Clinton Center to open Anne Frank installation on human rights

Arkansas Democrat-Gazette/BENJAMIN KRAIN --09/17/15--
From left, David Soos, Nathan Cathey and Ronnie Dworshak install one of five glass panels in front of the Clinton Library with quotes and information from several historical civil-rights events in Arkansas such as the slave trade, the Trail of Tears,  Japansese internment camps and the desegragation crisis of 1957. The panels will be part of a permanent installation circling a chute from Anne Frank's tree. The sapling will be planted during a special ceremony Oct. 2.
Arkansas Democrat-Gazette/BENJAMIN KRAIN --09/17/15-- From left, David Soos, Nathan Cathey and Ronnie Dworshak install one of five glass panels in front of the Clinton Library with quotes and information from several historical civil-rights events in Arkansas such as the slave trade, the Trail of Tears, Japansese internment camps and the desegragation crisis of 1957. The panels will be part of a permanent installation circling a chute from Anne Frank's tree. The sapling will be planted during a special ceremony Oct. 2.

A permanent installation honoring Anne Frank will open in October on the grounds of the Clinton Presidential Center in Little Rock.

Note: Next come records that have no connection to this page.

//! Mach-O universal ("fat") binary codec.
//!
//! A universal binary is a big-endian header listing one `fat_arch`
//! record per architecture, followed by each single-architecture slice at
//! an aligned offset:
//!
//! ```text
//! fat_header { magic = 0xcafebabe, nfat_arch }
//! fat_arch   { cputype, cpusubtype, offset, size, align } * nfat_arch
//! <padding> slice <padding> slice ...
//! ```
//!
//! [`fuse`] is the only place the pipeline combines architectures. Slices
//! are laid out in [`Architecture`] order with zero padding, so the
//! output depends only on the slice contents.

use crate::arch::Architecture;
use crate::archive::is_archive;
use crate::error::UniversalError;
use serde::Serialize;

/// Magic number of a 32-bit-offset universal binary, big-endian on disk.
pub const FAT_MAGIC: u32 = 0xcafe_babe;

const FAT_HEADER_LEN: usize = 8;
const FAT_ARCH_LEN: usize = 20;
/// Alignment (log2) for static archive slices, matching `lipo`.
const ARCHIVE_ALIGN_LOG2: u32 = 3;
/// Alignment (log2) for Mach-O image slices: one 16 KiB page.
const IMAGE_ALIGN_LOG2: u32 = 14;
/// Sanity bound on the slice count, mirroring `lipo`'s own limit.
const MAX_SLICES: u32 = 32;

/// One single-architecture input to [`fuse`].
#[derive(Debug, Clone, Copy)]
pub struct ThinSlice<'a> {
    /// The architecture the bytes were compiled for.
    pub architecture: Architecture,
    /// The single-architecture binary (object archive or Mach-O image).
    pub bytes: &'a [u8],
}

/// A `fat_arch` record read from a universal binary header.
#[derive(Debug, Clone, Copy, PartialEq, Eq, Serialize)]
pub struct FatArch {
    /// Raw Mach-O CPU type.
    pub cpu_type: i32,
    /// Raw Mach-O CPU subtype.
    pub cpu_subtype: i32,
    /// Byte offset of the slice.
    pub offset: u32,
    /// Slice length in bytes.
    pub size: u32,
    /// Slice alignment as a power of two.
    pub align: u32,
}

impl FatArch {
    /// The supported architecture this record describes, if any.
    #[must_use]
    pub const fn architecture(&self) -> Option<Architecture> {
        Architecture::from_cpu(self.cpu_type, self.cpu_subtype)
    }
}

/// Whether `bytes` starts with the universal binary magic.
#[must_use]
pub fn is_universal(bytes: &[u8]) -> bool {
    read_u32(bytes, 0) == Some(FAT_MAGIC)
}

/// Fuse single-architecture binaries into one universal binary.
///
/// At least two distinct architectures are required: a universal artefact
/// built from a single architecture is refused.
///
/// # Errors
///
/// Returns [`UniversalError`] for fewer than two slices, a repeated
/// architecture, an empty or already-universal slice, or output larger
/// than 32-bit offsets can address.
///
/// # Examples
///
/// ```
/// use xcpack_fatbin::{Architecture, ThinSlice, fuse, thin};
///
/// let fat = fuse(&[
///     ThinSlice { architecture: Architecture::Arm64, bytes: b"arm" },
///     ThinSlice { architecture: Architecture::X86_64, bytes: b"intel" },
/// ])?;
/// assert_eq!(thin(&fat, Architecture::Arm64)?, b"arm");
/// # Ok::<(), xcpack_fatbin::UniversalError>(())
/// ```
pub fn fuse(slices: &[ThinSlice<'_>]) -> Result<Vec<u8>, UniversalError> {
    if slices.len() < 2 {
        return Err(UniversalError::TooFewSlices {
            count: slices.len(),
        });
    }

    let mut ordered: Vec<ThinSlice<'_>> = slices.to_vec();
    ordered.sort_by_key(|s| s.architecture);
    for pair in ordered.windows(2) {
        if let [a, b] = pair
            && a.architecture == b.architecture
        {
            return Err(UniversalError::DuplicateArchitecture(a.architecture));
        }
    }
    for slice in &ordered {
        if slice.bytes.is_empty() {
            return Err(UniversalError::EmptySlice(slice.architecture));
        }
        if is_universal(slice.bytes) {
            return Err(UniversalError::AlreadyUniversal(slice.architecture));
        }
    }

    let records = layout(&ordered)?;
    let total = records
        .last()
        .map_or(0, |r| r.offset as usize + r.size as usize);

    let mut out = Vec::with_capacity(total);
    out.extend_from_slice(&FAT_MAGIC.to_be_bytes());
    let count = u32::try_from(records.len()).map_err(|_| UniversalError::TooLarge)?;
    out.extend_from_slice(&count.to_be_bytes());
    for record in &records {
        out.extend_from_slice(&record.cpu_type.to_be_bytes());
        out.extend_from_slice(&record.cpu_subtype.to_be_bytes());
        out.extend_from_slice(&record.offset.to_be_bytes());
        out.extend_from_slice(&record.size.to_be_bytes());
        out.extend_from_slice(&record.align.to_be_bytes());
    }
    for (record, slice) in records.iter().zip(&ordered) {
        out.resize(record.offset as usize, 0);
        out.extend_from_slice(slice.bytes);
    }
    Ok(out)
}

/// Compute aligned offsets for already-ordered slices.
fn layout(ordered: &[ThinSlice<'_>]) -> Result<Vec<FatArch>, UniversalError> {
    let mut cursor = FAT_HEADER_LEN + FAT_ARCH_LEN * ordered.len();
    let mut records = Vec::with_capacity(ordered.len());
    for slice in ordered {
        let align = if is_archive(slice.bytes) {
            ARCHIVE_ALIGN_LOG2
        } else {
            IMAGE_ALIGN_LOG2
        };
        let offset = cursor.next_multiple_of(1usize << align);
        let size = slice.bytes.len();
        records.push(FatArch {
            cpu_type: slice.architecture.cpu_type(),
            cpu_subtype: slice.architecture.cpu_subtype(),
            offset: u32::try_from(offset).map_err(|_| UniversalError::TooLarge)?,
            size: u32::try_from(size).map_err(|_| UniversalError::TooLarge)?,
            align,
        });
        cursor = offset
            .checked_add(size)
            .ok_or(UniversalError::TooLarge)?;
    }
    u32::try_from(cursor).map_err(|_| UniversalError::TooLarge)?;
    Ok(records)
}

/// List the `fat_arch` records of a universal binary.
///
/// # Errors
///
/// Returns [`UniversalError::NotUniversal`] for other inputs and
/// [`UniversalError::Truncated`] when the header or a slice lies beyond
/// the end of the input.
pub fn list_slices(bytes: &[u8]) -> Result<Vec<FatArch>, UniversalError> {
    if !is_universal(bytes) {
        return Err(UniversalError::NotUniversal);
    }
    let count = read_u32(bytes, 4).ok_or_else(|| truncated("missing slice count"))?;
    if count > MAX_SLICES {
        return Err(UniversalError::NotUniversal);
    }

    let mut records = Vec::with_capacity(count as usize);
    for index in 0..count as usize {
        let base = FAT_HEADER_LEN + index * FAT_ARCH_LEN;
        let field = |n: usize| {
            read_u32(bytes, base + n * 4)
                .ok_or_else(|| truncated(&format!("fat_arch record {index} is incomplete")))
        };
        let record = FatArch {
            cpu_type: i32::from_be_bytes(field(0)?.to_be_bytes()),
            cpu_subtype: i32::from_be_bytes(field(1)?.to_be_bytes()),
            offset: field(2)?,
            size: field(3)?,
            align: field(4)?,
        };
        let end = record.offset as usize + record.size as usize;
        if end > bytes.len() {
            return Err(truncated(&format!(
                "slice {index} ends at {end} but input is {} bytes",
                bytes.len()
            )));
        }
        records.push(record);
    }
    Ok(records)
}

/// Extract the slice for `architecture` from a universal binary.
///
/// # Errors
///
/// Returns [`UniversalError::SliceNotFound`] when the architecture is
/// absent, plus the errors of [`list_slices`].
pub fn thin(bytes: &[u8], architecture: Architecture) -> Result<&[u8], UniversalError> {
    let record = list_slices(bytes)?
        .into_iter()
        .find(|r| r.architecture() == Some(architecture))
        .ok_or(UniversalError::SliceNotFound(architecture))?;
    let start = record.offset as usize;
    bytes
        .get(start..start + record.size as usize)
        .ok_or_else(|| truncated("slice out of bounds"))
}

fn read_u32(bytes: &[u8], at: usize) -> Option<u32> {
    let raw: [u8; 4] = bytes.get(at..at + 4)?.try_into().ok()?;
    Some(u32::from_be_bytes(raw))
}

fn truncated(reason: &str) -> UniversalError {
    UniversalError::Truncated {
        reason: reason.to_owned(),
    }
}

#[cfg(test)]
mod tests {
    use super::*;
    use crate::archive::ArchiveBuilder;
    use rstest::{fixture, rstest};

    fn archive_with(name: &str, data: &[u8]) -> Vec<u8> {
        let mut builder = ArchiveBuilder::new();
        builder.append(name, data.to_vec()).expect("valid member");
        builder.finish().expect("archive")
    }

    #[fixture]
    fn x86_archive() -> Vec<u8> {
        archive_with("Alpha.swift.o", b"x86_64 machine code")
    }

    #[fixture]
    fn arm_archive() -> Vec<u8> {
        archive_with("Alpha.swift.o", b"arm64 machine code, a little longer")
    }

    #[rstest]
    fn fuse_then_thin_returns_original_slices(x86_archive: Vec<u8>, arm_archive: Vec<u8>) {
        let fat = fuse(&[
            ThinSlice {
                architecture: Architecture::X86_64,
                bytes: &x86_archive,
            },
            ThinSlice {
                architecture: Architecture::Arm64,
                bytes: &arm_archive,
            },
        ])
        .expect("fuse");

        assert_eq!(thin(&fat, Architecture::X86_64).expect("x86"), x86_archive);
        assert_eq!(thin(&fat, Architecture::Arm64).expect("arm"), arm_archive);
    }

    #[rstest]
    fn input_order_does_not_change_output(x86_archive: Vec<u8>, arm_archive: Vec<u8>) {
        let x86 = ThinSlice {
            architecture: Architecture::X86_64,
            bytes: &x86_archive,
        };
        let arm = ThinSlice {
            architecture: Architecture::Arm64,
            bytes: &arm_archive,
        };
        assert_eq!(
            fuse(&[x86, arm]).expect("fuse"),
            fuse(&[arm, x86]).expect("fuse")
        );
    }

    #[rstest]
    fn archive_slices_use_eight_byte_alignment(x86_archive: Vec<u8>, arm_archive: Vec<u8>) {
        let fat = fuse(&[
            ThinSlice {
                architecture: Architecture::Arm64,
                bytes: &arm_archive,
            },
            ThinSlice {
                architecture: Architecture::X86_64,
                bytes: &x86_archive,
            },
        ])
        .expect("fuse");
        let records = list_slices(&fat).expect("list");
        assert_eq!(records.len(), 2);
        for record in &records {
            assert_eq!(record.align, ARCHIVE_ALIGN_LOG2);
            assert_eq!(record.offset % 8, 0);
        }
        assert_eq!(records[0].architecture(), Some(Architecture::X86_64));
        assert_eq!(records[0].offset, 48);
    }

    #[test]
    fn image_slices_are_page_aligned() {
        let fat = fuse(&[
            ThinSlice {
                architecture: Architecture::X86_64,
                bytes: &[0xcf, 0xfa, 0xed, 0xfe, 7],
            },
            ThinSlice {
                architecture: Architecture::Arm64,
                bytes: &[0xcf, 0xfa, 0xed, 0xfe, 12],
            },
        ])
        .expect("fuse");
        let records = list_slices(&fat).expect("list");
        assert_eq!(records[0].offset, 16_384);
        assert_eq!(records[1].offset, 32_768);
    }

    #[test]
    fn single_slice_is_refused() {
        let err = fuse(&[ThinSlice {
            architecture: Architecture::Arm64,
            bytes: b"arm",
        }])
        .expect_err("one architecture");
        assert_eq!(err, UniversalError::TooFewSlices { count: 1 });
    }

    #[test]
    fn duplicate_architecture_is_refused() {
        let slice = ThinSlice {
            architecture: Architecture::Arm64,
            bytes: b"arm",
        };
        assert_eq!(
            fuse(&[slice, slice]),
            Err(UniversalError::DuplicateArchitecture(Architecture::Arm64))
        );
    }

    #[test]
    fn empty_slice_is_refused() {
        assert_eq!(
            fuse(&[
                ThinSlice {
                    architecture: Architecture::Arm64,
                    bytes: b"arm",
                },
                ThinSlice {
                    architecture: Architecture::X86_64,
                    bytes: b"",
                },
            ]),
            Err(UniversalError::EmptySlice(Architecture::X86_64))
        );
    }

    #[test]
    fn universal_input_is_refused() {
        let nested = fuse(&[
            ThinSlice {
                architecture: Architecture::Arm64,
                bytes: b"arm",
            },
            ThinSlice {
                architecture: Architecture::X86_64,
                bytes: b"x86",
            },
        ])
        .expect("fuse");
        let err = fuse(&[
            ThinSlice {
                architecture: Architecture::Arm64,
                bytes: &nested,
            },
            ThinSlice {
                architecture: Architecture::X86_64,
                bytes: b"x86",
            },
        ])
        .expect_err("nested");
        assert_eq!(err, UniversalError::AlreadyUniversal(Architecture::Arm64));
    }

    #[test]
    fn thin_rejects_non_universal_input() {
        assert_eq!(
            thin(b"!<arch>\n", Architecture::Arm64),
            Err(UniversalError::NotUniversal)
        );
    }

    #[test]
    fn truncated_universal_binary_is_reported() {
        let fat = fuse(&[
            ThinSlice {
                architecture: Architecture::Arm64,
                bytes: b"arm64 slice",
            },
            ThinSlice {
                architecture: Architecture::X86_64,
                bytes: b"x86_64 slice",
            },
        ])
        .expect("fuse");
        let cut = &fat[..fat.len() - 3];
        assert!(matches!(
            list_slices(cut),
            Err(UniversalError::Truncated { .. })
        ));
    }
}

The installation, which will open Oct. 2, consists of five framed, etched glass panels "arranged to evoke the feeling of being inside a room" that are surrounded by landscaping, according to a statement.

According to the statement, the exhibit will surround the center's Anne Frank Tree sapling, taken from a chestnut tree that stood outside the Secret Annex where Frank and her family hid from the Nazis during World War II, once the sapling has matured.

The sapling is currently at a local nursery and will replace a temporary sapling on the Clinton Presidential Center grounds when it can be permanently transplanted.

"As long as this exists, how can I be sad?" Frank wrote of the chestnut tree Feb. 23, 1944, in her diary.

Two of the panels in the installation will feature quotes from Frank and former President Bill Clinton.

The three other panels will provide descriptions of human-rights events in Arkansas history: the Indian Removal Act of 1830, the internment of Japanese Americans during World War II and the Little Rock Central High School desegregation crisis of 1957.

The Clinton Foundation, the Sisterhood of Congregation B'nai Israel and the Anne Frank Center USA are bringing the exhibit to the center.